_WHAT YOU NEED TO DO_
Each record must be printed exactly as given.

_RECORDS SUPPLIED_
Segment Open
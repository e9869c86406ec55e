//! Small dense solvers for the linear engines

use ndarray::{Array1, Array2};

/// Solve a symmetric positive-definite system `Ax = b` by Cholesky decomposition.
/// A near-singular matrix gets a tiny ridge and one retry.
pub(crate) fn cholesky_solve(a: &Array2<f64>, b: &Array1<f64>) -> Option<Array1<f64>> {
    let n = a.nrows();
    if n != a.ncols() || n != b.len() {
        return None;
    }
    if let Some(x) = cholesky_solve_once(a, b) {
        return Some(x);
    }

    let mut a_reg = a.clone();
    let ridge = 1e-8 * a.diag().iter().map(|v| v.abs()).sum::<f64>() / n.max(1) as f64;
    for k in 0..n {
        a_reg[[k, k]] += ridge.max(1e-12);
    }
    cholesky_solve_once(&a_reg, b)
}

fn cholesky_solve_once(a: &Array2<f64>, b: &Array1<f64>) -> Option<Array1<f64>> {
    let n = a.nrows();
    let mut l = Array2::<f64>::zeros((n, n));

    for i in 0..n {
        for j in 0..=i {
            let mut sum = 0.0;
            for k in 0..j {
                sum += l[[i, k]] * l[[j, k]];
            }
            if i == j {
                let diag = a[[i, i]] - sum;
                if diag <= 0.0 || !diag.is_finite() {
                    return None;
                }
                l[[i, j]] = diag.sqrt();
            } else {
                l[[i, j]] = (a[[i, j]] - sum) / l[[j, j]];
            }
        }
    }

    // Forward substitution: L y = b
    let mut y = Array1::<f64>::zeros(n);
    for i in 0..n {
        let mut sum = 0.0;
        for j in 0..i {
            sum += l[[i, j]] * y[j];
        }
        y[i] = (b[i] - sum) / l[[i, i]];
    }

    // Backward substitution: L^T x = y
    let mut x = Array1::<f64>::zeros(n);
    for i in (0..n).rev() {
        let mut sum = 0.0;
        for j in (i + 1)..n {
            sum += l[[j, i]] * x[j];
        }
        x[i] = (y[i] - sum) / l[[i, i]];
    }

    Some(x)
}

/// Gauss-Jordan inverse with partial pivoting
pub(crate) fn matrix_inverse(m: &Array2<f64>) -> Option<Array2<f64>> {
    let n = m.nrows();
    if n != m.ncols() {
        return None;
    }

    let mut aug = Array2::<f64>::zeros((n, 2 * n));
    for i in 0..n {
        for j in 0..n {
            aug[[i, j]] = m[[i, j]];
        }
        aug[[i, n + i]] = 1.0;
    }

    for col in 0..n {
        let mut max_row = col;
        for row in col + 1..n {
            if aug[[row, col]].abs() > aug[[max_row, col]].abs() {
                max_row = row;
            }
        }
        if max_row != col {
            for j in 0..2 * n {
                aug.swap([col, j], [max_row, j]);
            }
        }

        if aug[[col, col]].abs() < 1e-10 {
            return None;
        }

        let pivot = aug[[col, col]];
        for j in 0..2 * n {
            aug[[col, j]] /= pivot;
        }

        for row in 0..n {
            if row != col {
                let factor = aug[[row, col]];
                for j in 0..2 * n {
                    aug[[row, j]] -= factor * aug[[col, j]];
                }
            }
        }
    }

    let mut inv = Array2::<f64>::zeros((n, n));
    for i in 0..n {
        for j in 0..n {
            inv[[i, j]] = aug[[i, n + j]];
        }
    }
    Some(inv)
}

/// Solve `Ax = b`, trying Cholesky first and falling back to an explicit inverse
pub(crate) fn solve_spd(a: &Array2<f64>, b: &Array1<f64>) -> Option<Array1<f64>> {
    cholesky_solve(a, b).or_else(|| matrix_inverse(a).map(|inv| inv.dot(b)))
}

#[cfg(test)]
mod tests {
    use super::*;
    use ndarray::array;

    #[test]
    fn test_cholesky_solve() {
        let a = array![[4.0, 2.0], [2.0, 3.0]];
        let b = array![2.0, 1.0];
        let x = cholesky_solve(&a, &b).unwrap();
        let back = a.dot(&x);
        assert!((back[0] - 2.0).abs() < 1e-10);
        assert!((back[1] - 1.0).abs() < 1e-10);
    }

    #[test]
    fn test_matrix_inverse() {
        let a = array![[2.0, 0.0], [0.0, 4.0]];
        let inv = matrix_inverse(&a).unwrap();
        assert!((inv[[0, 0]] - 0.5).abs() < 1e-12);
        assert!((inv[[1, 1]] - 0.25).abs() < 1e-12);
        assert!(matrix_inverse(&array![[1.0, 1.0], [1.0, 1.0]]).is_none());
    }
}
Segment Closed
_ANSWER FOR THE TASK_
repository e9869c86406ec55e
//! Small dense solvers for the linear engines

use ndarray::{Array1, Array2};

/// Solve a symmetric positive-definite system `Ax = b` by Cholesky decomposition.
/// A near-singular matrix gets a tiny ridge and one retry.
pub(crate) fn cholesky_solve(a: &Array2<f64>, b: &Array1<f64>) -> Option<Array1<f64>> {
    let n = a.nrows();
    if n != a.ncols() || n != b.len() {
        return None;
    }
    if let Some(x) = cholesky_solve_once(a, b) {
        return Some(x);
    }

    let mut a_reg = a.clone();
    let ridge = 1e-8 * a.diag().iter().map(|v| v.abs()).sum::<f64>() / n.max(1) as f64;
    for k in 0..n {
        a_reg[[k, k]] += ridge.max(1e-12);
    }
    cholesky_solve_once(&a_reg, b)
}

fn cholesky_solve_once(a: &Array2<f64>, b: &Array1<f64>) -> Option<Array1<f64>> {
    let n = a.nrows();
    let mut l = Array2::<f64>::zeros((n, n));

    for i in 0..n {
        for j in 0..=i {
            let mut sum = 0.0;
            for k in 0..j {
                sum += l[[i, k]] * l[[j, k]];
            }
            if i == j {
                let diag = a[[i, i]] - sum;
                if diag <= 0.0 || !diag.is_finite() {
                    return None;
                }
                l[[i, j]] = diag.sqrt();
            } else {
                l[[i, j]] = (a[[i, j]] - sum) / l[[j, j]];
            }
        }
    }

    // Forward substitution: L y = b
    let mut y = Array1::<f64>::zeros(n);
    for i in 0..n {
        let mut sum = 0.0;
        for j in 0..i {
            sum += l[[i, j]] * y[j];
        }
        y[i] = (b[i] - sum) / l[[i, i]];
    }

    // Backward substitution: L^T x = y
    let mut x = Array1::<f64>::zeros(n);
    for i in (0..n).rev() {
        let mut sum = 0.0;
        for j in (i + 1)..n {
            sum += l[[j, i]] * x[j];
        }
        x[i] = (y[i] - sum) / l[[i, i]];
    }

    Some(x)
}

/// Gauss-Jordan inverse with partial pivoting
pub(crate) fn matrix_inverse(m: &Array2<f64>) -> Option<Array2<f64>> {
    let n = m.nrows();
    if n != m.ncols() {
        return None;
    }

    let mut aug = Array2::<f64>::zeros((n, 2 * n));
    for i in 0..n {
        for j in 0..n {
            aug[[i, j]] = m[[i, j]];
        }
        aug[[i, n + i]] = 1.0;
    }

    for col in 0..n {
        let mut max_row = col;
        for row in col + 1..n {
            if aug[[row, col]].abs() > aug[[max_row, col]].abs() {
                max_row = row;
            }
        }
        if max_row != col {
            for j in 0..2 * n {
                aug.swap([col, j], [max_row, j]);
            }
        }

        if aug[[col, col]].abs() < 1e-10 {
            return None;
        }

        let pivot = aug[[col, col]];
        for j in 0..2 * n {
            aug[[col, j]] /= pivot;
        }

        for row in 0..n {
            if row != col {
                let factor = aug[[row, col]];
                for j in 0..2 * n {
                    aug[[row, j]] -= factor * aug[[col, j]];
                }
            }
        }
    }

    let mut inv = Array2::<f64>::zeros((n, n));
    for i in 0..n {
        for j in 0..n {
            inv[[i, j]] = aug[[i, n + j]];
        }
    }
    Some(inv)
}

/// Solve `Ax = b`, trying Cholesky first and falling back to an explicit inverse
pub(crate) fn solve_spd(a: &Array2<f64>, b: &Array1<f64>) -> Option<Array1<f64>> {
    cholesky_solve(a, b).or_else(|| matrix_inverse(a).map(|inv| inv.dot(b)))
}

#[cfg(test)]
mod tests {
    use super::*;
    use ndarray::array;

    #[test]
    fn test_cholesky_solve() {
        let a = array![[4.0, 2.0], [2.0, 3.0]];
        let b = array![2.0, 1.0];
        let x = cholesky_solve(&a, &b).unwrap();
        let back = a.dot(&x);
        assert!((back[0] - 2.0).abs() < 1e-10);
        assert!((back[1] - 1.0).abs() < 1e-10);
    }

    #[test]
    fn test_matrix_inverse() {
        let a = array![[2.0, 0.0], [0.0, 4.0]];
        let inv = matrix_inverse(&a).unwrap();
        assert!((inv[[0, 0]] - 0.5).abs() < 1e-12);
        assert!((inv[[1, 1]] - 0.25).abs() < 1e-12);
        assert!(matrix_inverse(&array![[1.0, 1.0], [1.0, 1.0]]).is_none());
    }
}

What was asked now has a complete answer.